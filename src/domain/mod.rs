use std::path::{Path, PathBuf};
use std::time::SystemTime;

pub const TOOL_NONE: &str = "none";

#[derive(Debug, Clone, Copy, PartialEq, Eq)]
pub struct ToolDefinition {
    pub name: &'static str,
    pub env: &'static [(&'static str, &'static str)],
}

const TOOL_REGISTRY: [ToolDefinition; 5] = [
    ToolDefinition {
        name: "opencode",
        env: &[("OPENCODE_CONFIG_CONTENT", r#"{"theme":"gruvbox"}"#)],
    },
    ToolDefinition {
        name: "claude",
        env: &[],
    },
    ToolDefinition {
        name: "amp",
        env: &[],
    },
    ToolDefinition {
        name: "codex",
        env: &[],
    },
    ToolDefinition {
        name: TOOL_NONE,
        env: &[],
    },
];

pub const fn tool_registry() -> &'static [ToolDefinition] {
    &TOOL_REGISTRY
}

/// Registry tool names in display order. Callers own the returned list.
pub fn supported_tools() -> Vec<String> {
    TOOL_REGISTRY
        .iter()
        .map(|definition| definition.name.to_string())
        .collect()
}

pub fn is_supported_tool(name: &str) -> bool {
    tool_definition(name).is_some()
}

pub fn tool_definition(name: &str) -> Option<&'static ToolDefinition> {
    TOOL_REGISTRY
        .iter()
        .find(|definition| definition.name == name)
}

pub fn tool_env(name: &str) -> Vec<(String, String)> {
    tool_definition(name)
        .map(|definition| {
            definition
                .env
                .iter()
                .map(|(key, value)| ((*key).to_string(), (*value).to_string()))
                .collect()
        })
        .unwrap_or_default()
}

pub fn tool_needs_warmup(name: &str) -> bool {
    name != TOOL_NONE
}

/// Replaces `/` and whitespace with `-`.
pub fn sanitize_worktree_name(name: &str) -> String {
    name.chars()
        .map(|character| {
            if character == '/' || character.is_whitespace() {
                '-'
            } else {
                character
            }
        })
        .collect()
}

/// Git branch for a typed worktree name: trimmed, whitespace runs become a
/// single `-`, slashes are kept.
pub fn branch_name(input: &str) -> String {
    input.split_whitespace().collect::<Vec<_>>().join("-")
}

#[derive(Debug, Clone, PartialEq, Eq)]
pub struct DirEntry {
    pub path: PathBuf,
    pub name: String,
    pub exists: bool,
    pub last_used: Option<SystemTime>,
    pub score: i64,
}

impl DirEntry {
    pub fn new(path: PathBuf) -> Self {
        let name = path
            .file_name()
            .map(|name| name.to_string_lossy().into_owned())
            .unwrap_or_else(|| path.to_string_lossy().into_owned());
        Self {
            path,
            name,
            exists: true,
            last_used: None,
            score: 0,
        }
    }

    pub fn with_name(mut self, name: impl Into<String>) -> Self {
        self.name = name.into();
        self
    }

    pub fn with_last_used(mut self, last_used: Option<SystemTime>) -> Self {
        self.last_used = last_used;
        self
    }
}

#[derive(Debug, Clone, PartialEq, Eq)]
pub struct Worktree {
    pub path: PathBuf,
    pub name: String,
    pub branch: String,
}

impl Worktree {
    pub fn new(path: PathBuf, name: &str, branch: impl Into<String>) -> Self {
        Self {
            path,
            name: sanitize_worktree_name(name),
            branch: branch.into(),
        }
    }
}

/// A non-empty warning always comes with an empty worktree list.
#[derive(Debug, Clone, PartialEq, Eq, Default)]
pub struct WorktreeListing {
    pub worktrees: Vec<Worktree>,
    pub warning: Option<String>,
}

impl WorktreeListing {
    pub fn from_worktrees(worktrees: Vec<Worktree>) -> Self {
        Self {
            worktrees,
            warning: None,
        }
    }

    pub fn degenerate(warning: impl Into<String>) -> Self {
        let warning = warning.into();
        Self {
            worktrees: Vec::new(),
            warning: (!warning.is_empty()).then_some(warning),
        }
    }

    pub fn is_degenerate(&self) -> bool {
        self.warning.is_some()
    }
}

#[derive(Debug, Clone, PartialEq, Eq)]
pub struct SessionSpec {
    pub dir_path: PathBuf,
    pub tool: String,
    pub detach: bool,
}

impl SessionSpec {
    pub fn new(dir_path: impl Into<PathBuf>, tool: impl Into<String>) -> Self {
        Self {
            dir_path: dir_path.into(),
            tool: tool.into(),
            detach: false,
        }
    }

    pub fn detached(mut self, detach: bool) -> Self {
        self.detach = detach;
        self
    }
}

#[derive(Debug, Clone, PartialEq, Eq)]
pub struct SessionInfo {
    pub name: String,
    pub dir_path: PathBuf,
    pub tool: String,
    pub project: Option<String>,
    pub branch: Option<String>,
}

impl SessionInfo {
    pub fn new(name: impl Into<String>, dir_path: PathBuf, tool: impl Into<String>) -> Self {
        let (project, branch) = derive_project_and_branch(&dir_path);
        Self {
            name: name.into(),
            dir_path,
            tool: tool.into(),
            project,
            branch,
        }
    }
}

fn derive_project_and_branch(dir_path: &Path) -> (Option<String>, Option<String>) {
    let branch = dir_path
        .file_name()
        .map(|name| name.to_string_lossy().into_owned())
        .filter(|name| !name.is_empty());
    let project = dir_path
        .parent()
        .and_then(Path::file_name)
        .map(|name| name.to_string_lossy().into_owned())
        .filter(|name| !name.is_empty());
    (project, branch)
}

+++

TASK DESCRIPTION
State the count of lines in the material above that include "input", with no other words.

PROBLEM SOLUTION
2